■ REQUIRED ACTION
Under this line are the records; write out word for word the part that begins at the line containing "out.push_str(ELLIPSIS);" and ends at the line containing "for (path, findings)", and no more.

■ Stored data entries
★ ★ ★ ★
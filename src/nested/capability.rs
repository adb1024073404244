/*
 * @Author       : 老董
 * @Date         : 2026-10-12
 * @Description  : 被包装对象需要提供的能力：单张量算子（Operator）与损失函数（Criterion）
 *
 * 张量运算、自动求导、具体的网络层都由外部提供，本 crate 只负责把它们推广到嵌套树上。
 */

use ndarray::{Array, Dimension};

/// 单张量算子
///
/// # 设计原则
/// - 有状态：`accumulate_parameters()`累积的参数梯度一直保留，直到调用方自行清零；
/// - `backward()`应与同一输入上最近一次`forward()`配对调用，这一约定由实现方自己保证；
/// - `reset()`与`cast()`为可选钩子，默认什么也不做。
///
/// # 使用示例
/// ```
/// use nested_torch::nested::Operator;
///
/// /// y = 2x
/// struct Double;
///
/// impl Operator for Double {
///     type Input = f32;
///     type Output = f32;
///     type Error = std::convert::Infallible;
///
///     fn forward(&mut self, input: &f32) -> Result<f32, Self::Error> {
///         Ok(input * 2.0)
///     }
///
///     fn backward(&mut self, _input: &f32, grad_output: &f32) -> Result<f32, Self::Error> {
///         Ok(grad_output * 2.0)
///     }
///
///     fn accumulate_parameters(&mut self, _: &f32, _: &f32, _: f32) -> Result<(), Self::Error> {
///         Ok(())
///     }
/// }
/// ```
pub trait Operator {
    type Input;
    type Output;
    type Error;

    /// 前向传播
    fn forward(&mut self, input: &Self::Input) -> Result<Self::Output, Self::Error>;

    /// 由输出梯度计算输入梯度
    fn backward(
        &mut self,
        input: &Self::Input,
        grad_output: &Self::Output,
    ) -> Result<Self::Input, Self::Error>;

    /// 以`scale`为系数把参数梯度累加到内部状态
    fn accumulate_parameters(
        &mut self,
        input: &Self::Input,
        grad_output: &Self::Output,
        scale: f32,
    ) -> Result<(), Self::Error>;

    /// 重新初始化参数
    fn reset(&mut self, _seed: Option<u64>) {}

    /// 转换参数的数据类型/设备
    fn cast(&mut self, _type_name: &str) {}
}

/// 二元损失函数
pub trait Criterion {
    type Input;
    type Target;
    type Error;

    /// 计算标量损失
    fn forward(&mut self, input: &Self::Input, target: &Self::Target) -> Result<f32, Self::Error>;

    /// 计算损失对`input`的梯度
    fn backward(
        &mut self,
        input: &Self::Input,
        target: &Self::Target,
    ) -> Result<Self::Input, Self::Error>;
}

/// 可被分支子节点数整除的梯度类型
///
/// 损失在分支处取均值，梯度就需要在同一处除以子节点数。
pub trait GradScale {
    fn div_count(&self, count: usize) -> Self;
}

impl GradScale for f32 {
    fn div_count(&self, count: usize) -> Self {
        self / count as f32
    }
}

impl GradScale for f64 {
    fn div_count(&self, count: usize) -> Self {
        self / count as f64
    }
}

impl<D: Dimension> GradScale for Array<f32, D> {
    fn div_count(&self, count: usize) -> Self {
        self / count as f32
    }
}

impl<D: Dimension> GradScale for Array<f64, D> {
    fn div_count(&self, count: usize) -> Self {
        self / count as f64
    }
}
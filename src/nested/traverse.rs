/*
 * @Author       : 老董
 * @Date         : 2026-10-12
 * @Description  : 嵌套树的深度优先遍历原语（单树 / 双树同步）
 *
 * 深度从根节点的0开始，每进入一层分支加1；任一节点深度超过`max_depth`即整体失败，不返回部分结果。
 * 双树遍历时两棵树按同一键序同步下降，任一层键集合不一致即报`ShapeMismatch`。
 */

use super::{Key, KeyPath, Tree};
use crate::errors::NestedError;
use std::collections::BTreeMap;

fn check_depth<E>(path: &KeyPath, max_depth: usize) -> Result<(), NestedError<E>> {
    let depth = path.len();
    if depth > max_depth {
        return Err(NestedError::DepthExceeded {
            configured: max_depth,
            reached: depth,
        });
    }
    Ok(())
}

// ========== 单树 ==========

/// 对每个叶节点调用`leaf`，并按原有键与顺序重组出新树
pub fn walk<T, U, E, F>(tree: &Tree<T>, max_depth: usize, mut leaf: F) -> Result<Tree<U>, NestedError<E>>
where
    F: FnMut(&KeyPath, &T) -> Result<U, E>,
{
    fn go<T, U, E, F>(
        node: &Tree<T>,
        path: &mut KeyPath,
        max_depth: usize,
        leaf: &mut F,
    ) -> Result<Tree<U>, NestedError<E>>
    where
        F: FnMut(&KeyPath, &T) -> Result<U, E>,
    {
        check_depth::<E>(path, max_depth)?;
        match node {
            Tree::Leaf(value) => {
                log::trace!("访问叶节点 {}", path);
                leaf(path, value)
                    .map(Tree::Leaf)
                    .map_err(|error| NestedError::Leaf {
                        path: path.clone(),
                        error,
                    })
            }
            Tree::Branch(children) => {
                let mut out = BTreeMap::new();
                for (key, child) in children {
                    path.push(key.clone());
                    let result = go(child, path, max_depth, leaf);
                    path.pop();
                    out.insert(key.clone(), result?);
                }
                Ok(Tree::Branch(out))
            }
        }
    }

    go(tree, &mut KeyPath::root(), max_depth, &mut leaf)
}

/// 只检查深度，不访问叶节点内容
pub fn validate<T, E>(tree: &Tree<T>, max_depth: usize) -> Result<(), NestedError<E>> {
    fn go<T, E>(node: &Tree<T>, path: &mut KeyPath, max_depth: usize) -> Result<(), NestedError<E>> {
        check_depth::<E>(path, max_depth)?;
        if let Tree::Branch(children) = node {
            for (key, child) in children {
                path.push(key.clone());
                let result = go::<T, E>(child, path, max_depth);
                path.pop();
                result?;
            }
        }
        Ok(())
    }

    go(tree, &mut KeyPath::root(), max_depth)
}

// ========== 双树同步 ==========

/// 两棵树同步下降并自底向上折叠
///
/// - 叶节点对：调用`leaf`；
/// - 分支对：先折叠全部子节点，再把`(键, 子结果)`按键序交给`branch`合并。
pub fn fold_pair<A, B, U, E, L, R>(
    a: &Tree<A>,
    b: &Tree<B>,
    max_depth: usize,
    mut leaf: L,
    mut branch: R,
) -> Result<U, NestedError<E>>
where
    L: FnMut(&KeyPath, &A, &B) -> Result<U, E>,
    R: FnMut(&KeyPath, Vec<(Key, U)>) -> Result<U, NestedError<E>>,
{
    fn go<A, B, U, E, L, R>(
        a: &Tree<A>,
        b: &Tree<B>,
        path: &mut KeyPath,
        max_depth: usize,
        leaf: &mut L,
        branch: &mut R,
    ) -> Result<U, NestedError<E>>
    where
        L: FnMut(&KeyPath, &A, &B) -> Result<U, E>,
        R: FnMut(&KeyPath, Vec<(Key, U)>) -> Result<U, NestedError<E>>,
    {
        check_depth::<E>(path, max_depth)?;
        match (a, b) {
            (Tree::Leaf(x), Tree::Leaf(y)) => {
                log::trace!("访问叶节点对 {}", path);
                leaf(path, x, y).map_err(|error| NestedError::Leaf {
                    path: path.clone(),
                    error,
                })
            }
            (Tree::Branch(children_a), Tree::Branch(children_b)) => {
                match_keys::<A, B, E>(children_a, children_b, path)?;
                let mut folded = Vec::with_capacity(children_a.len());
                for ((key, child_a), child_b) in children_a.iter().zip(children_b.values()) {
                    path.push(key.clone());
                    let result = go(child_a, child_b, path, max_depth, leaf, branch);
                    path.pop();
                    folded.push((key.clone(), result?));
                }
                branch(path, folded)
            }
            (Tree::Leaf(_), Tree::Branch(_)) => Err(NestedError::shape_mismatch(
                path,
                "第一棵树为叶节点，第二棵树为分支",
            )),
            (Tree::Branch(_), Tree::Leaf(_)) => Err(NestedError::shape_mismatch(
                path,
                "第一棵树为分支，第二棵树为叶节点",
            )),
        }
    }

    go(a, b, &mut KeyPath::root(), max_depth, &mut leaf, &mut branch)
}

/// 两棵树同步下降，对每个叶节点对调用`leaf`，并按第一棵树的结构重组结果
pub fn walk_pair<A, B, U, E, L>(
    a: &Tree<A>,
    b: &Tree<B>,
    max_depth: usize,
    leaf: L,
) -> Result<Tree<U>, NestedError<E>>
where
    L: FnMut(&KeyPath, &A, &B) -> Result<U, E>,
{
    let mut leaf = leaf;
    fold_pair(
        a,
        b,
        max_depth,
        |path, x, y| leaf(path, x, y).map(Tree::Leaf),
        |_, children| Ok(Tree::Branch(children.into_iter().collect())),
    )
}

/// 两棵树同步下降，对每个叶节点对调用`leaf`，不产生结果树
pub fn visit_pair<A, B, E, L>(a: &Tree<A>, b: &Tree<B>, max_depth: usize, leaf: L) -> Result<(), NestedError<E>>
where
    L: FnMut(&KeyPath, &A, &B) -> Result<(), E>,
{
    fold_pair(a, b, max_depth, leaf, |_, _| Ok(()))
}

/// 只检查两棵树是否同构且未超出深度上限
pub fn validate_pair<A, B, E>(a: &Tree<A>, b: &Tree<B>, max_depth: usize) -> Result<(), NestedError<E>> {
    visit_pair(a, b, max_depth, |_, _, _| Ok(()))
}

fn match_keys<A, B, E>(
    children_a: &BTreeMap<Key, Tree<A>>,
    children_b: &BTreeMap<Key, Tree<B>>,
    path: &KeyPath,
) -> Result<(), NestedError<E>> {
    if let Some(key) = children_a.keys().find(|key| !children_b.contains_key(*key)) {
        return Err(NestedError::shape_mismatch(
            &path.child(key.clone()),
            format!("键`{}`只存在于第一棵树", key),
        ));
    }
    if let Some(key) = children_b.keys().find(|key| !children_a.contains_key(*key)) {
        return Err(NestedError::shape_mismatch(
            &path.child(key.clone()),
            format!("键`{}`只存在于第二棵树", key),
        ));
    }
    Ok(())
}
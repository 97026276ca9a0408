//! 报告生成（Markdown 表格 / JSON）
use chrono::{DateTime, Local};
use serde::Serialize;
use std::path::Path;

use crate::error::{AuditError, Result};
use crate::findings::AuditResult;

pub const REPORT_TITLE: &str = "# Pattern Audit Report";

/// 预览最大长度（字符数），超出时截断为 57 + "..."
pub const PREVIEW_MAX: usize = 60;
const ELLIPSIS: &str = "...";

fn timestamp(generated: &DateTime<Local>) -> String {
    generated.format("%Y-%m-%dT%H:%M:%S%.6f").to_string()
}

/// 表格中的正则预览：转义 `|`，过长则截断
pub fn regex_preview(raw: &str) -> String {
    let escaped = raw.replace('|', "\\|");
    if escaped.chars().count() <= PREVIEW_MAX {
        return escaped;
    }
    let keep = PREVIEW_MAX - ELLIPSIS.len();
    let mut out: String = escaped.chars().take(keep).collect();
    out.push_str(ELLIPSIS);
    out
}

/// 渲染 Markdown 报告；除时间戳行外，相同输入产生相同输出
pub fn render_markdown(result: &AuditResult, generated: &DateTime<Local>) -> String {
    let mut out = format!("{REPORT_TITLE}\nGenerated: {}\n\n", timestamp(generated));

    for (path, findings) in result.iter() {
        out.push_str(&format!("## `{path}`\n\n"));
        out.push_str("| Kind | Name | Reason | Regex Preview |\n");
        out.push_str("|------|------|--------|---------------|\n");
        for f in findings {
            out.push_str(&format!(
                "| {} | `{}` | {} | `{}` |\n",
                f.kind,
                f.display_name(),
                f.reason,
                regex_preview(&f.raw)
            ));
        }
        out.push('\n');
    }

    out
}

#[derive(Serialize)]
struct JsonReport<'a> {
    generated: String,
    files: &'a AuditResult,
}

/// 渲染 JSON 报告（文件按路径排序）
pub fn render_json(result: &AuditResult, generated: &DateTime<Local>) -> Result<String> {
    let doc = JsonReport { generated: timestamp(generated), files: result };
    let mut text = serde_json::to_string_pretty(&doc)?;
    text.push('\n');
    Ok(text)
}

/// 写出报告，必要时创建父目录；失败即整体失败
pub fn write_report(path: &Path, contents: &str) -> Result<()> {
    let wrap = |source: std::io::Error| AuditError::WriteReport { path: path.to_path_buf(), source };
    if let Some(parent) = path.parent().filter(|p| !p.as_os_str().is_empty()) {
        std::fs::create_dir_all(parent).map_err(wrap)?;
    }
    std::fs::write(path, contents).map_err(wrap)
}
★ ★ ★ ★
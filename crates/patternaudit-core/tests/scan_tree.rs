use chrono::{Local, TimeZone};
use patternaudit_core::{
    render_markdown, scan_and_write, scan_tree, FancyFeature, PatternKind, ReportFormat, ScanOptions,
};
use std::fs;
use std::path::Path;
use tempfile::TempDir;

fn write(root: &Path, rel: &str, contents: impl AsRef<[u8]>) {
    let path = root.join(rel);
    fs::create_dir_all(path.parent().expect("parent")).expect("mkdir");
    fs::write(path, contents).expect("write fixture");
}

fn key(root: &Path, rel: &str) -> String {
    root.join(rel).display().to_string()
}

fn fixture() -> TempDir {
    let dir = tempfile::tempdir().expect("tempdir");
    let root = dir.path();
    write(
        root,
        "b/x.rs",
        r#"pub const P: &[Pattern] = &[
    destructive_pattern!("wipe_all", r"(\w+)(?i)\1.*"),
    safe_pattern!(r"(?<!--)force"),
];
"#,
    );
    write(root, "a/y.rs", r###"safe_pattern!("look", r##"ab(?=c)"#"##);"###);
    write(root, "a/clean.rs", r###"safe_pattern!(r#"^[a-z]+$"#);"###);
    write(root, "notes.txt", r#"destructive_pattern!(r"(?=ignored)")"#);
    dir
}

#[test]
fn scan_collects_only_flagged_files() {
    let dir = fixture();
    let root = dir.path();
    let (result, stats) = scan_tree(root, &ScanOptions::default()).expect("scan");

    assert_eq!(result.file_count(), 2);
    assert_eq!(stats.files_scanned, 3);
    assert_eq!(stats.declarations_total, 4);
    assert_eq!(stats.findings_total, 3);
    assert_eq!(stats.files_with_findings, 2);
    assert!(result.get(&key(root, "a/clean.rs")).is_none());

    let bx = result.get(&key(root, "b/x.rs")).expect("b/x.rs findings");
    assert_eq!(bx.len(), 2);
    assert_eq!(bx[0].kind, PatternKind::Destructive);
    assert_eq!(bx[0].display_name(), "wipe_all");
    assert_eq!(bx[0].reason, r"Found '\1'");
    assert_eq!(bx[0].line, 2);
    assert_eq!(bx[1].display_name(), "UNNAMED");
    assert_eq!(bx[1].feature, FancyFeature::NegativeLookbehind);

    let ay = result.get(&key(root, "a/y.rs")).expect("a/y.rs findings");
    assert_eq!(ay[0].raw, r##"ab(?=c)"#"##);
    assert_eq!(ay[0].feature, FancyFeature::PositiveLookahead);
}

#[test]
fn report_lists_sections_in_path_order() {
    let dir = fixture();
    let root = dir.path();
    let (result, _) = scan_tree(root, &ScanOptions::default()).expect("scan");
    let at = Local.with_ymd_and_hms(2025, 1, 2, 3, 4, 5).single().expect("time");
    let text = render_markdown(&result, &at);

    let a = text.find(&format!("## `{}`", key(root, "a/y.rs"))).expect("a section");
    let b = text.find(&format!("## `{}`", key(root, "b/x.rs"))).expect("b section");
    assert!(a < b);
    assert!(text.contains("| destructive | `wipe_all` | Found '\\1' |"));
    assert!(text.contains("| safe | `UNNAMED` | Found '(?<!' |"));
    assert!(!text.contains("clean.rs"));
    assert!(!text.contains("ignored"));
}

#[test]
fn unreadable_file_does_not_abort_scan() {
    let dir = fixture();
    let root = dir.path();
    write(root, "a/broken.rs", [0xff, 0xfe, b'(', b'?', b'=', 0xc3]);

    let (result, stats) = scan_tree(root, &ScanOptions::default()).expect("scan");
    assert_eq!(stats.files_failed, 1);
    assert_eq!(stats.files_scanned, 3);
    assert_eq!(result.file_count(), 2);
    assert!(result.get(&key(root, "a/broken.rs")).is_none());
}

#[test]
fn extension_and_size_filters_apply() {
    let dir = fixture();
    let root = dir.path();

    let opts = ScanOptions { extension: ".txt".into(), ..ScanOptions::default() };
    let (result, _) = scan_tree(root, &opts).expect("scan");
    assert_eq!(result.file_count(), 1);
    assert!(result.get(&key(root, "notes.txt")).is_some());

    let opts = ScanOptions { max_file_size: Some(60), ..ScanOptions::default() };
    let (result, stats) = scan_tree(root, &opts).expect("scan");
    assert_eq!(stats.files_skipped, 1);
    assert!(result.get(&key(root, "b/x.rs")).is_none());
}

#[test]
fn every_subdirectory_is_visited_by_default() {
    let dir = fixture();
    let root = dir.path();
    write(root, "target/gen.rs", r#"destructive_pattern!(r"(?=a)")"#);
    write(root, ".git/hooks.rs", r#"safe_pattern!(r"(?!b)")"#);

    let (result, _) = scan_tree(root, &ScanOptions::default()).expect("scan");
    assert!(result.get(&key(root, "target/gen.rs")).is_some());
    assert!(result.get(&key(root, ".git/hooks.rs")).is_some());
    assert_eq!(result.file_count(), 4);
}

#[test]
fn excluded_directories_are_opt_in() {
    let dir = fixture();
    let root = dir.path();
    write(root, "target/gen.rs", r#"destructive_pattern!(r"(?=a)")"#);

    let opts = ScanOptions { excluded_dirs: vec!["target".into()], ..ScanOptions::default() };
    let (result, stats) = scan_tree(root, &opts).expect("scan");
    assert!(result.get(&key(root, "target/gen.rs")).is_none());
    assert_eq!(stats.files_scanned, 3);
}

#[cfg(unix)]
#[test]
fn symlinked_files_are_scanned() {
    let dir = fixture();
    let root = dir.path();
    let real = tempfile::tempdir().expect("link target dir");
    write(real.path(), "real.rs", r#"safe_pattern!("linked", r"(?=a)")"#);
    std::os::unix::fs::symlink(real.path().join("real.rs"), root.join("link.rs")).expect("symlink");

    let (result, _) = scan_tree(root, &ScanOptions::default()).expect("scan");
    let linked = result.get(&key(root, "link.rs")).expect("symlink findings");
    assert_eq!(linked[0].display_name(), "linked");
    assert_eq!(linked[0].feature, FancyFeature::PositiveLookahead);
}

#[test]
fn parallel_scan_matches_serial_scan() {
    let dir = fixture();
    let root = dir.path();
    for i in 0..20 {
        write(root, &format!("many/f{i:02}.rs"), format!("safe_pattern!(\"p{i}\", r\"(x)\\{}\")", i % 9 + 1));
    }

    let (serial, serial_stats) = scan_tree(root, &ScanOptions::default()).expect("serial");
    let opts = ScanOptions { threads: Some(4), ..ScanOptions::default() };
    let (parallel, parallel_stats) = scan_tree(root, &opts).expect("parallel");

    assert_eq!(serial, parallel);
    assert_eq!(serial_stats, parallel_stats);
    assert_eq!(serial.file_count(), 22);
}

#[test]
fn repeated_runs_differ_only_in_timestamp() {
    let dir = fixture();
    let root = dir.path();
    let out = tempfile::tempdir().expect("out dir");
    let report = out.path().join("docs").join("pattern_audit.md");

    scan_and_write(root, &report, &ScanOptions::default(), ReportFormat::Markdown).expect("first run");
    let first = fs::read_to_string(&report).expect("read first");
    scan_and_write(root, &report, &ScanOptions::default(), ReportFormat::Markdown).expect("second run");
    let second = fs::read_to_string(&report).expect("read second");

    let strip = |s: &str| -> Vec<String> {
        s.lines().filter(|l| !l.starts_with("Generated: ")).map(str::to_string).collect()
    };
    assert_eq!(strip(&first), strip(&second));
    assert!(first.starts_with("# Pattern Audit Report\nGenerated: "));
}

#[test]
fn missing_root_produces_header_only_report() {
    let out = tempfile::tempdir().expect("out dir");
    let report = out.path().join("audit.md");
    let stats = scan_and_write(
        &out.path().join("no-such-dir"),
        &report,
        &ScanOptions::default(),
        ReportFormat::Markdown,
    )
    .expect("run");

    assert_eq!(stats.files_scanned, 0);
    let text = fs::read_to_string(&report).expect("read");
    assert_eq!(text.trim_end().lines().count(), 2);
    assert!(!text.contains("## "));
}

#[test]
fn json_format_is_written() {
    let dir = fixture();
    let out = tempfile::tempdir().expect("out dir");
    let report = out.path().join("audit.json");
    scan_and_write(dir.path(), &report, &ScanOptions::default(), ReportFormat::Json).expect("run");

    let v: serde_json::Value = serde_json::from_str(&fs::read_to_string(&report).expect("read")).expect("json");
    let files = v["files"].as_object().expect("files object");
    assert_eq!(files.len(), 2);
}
★ ★ ★ ★
■ REPLY
    out.push_str(ELLIPSIS);
    out
}

/// 渲染 Markdown 报告；除时间戳行外，相同输入产生相同输出
pub fn render_markdown(result: &AuditResult, generated: &DateTime<Local>) -> String {
    let mut out = format!("{REPORT_TITLE}\nGenerated: {}\n\n", timestamp(generated));

    for (path, findings) in result.iter() {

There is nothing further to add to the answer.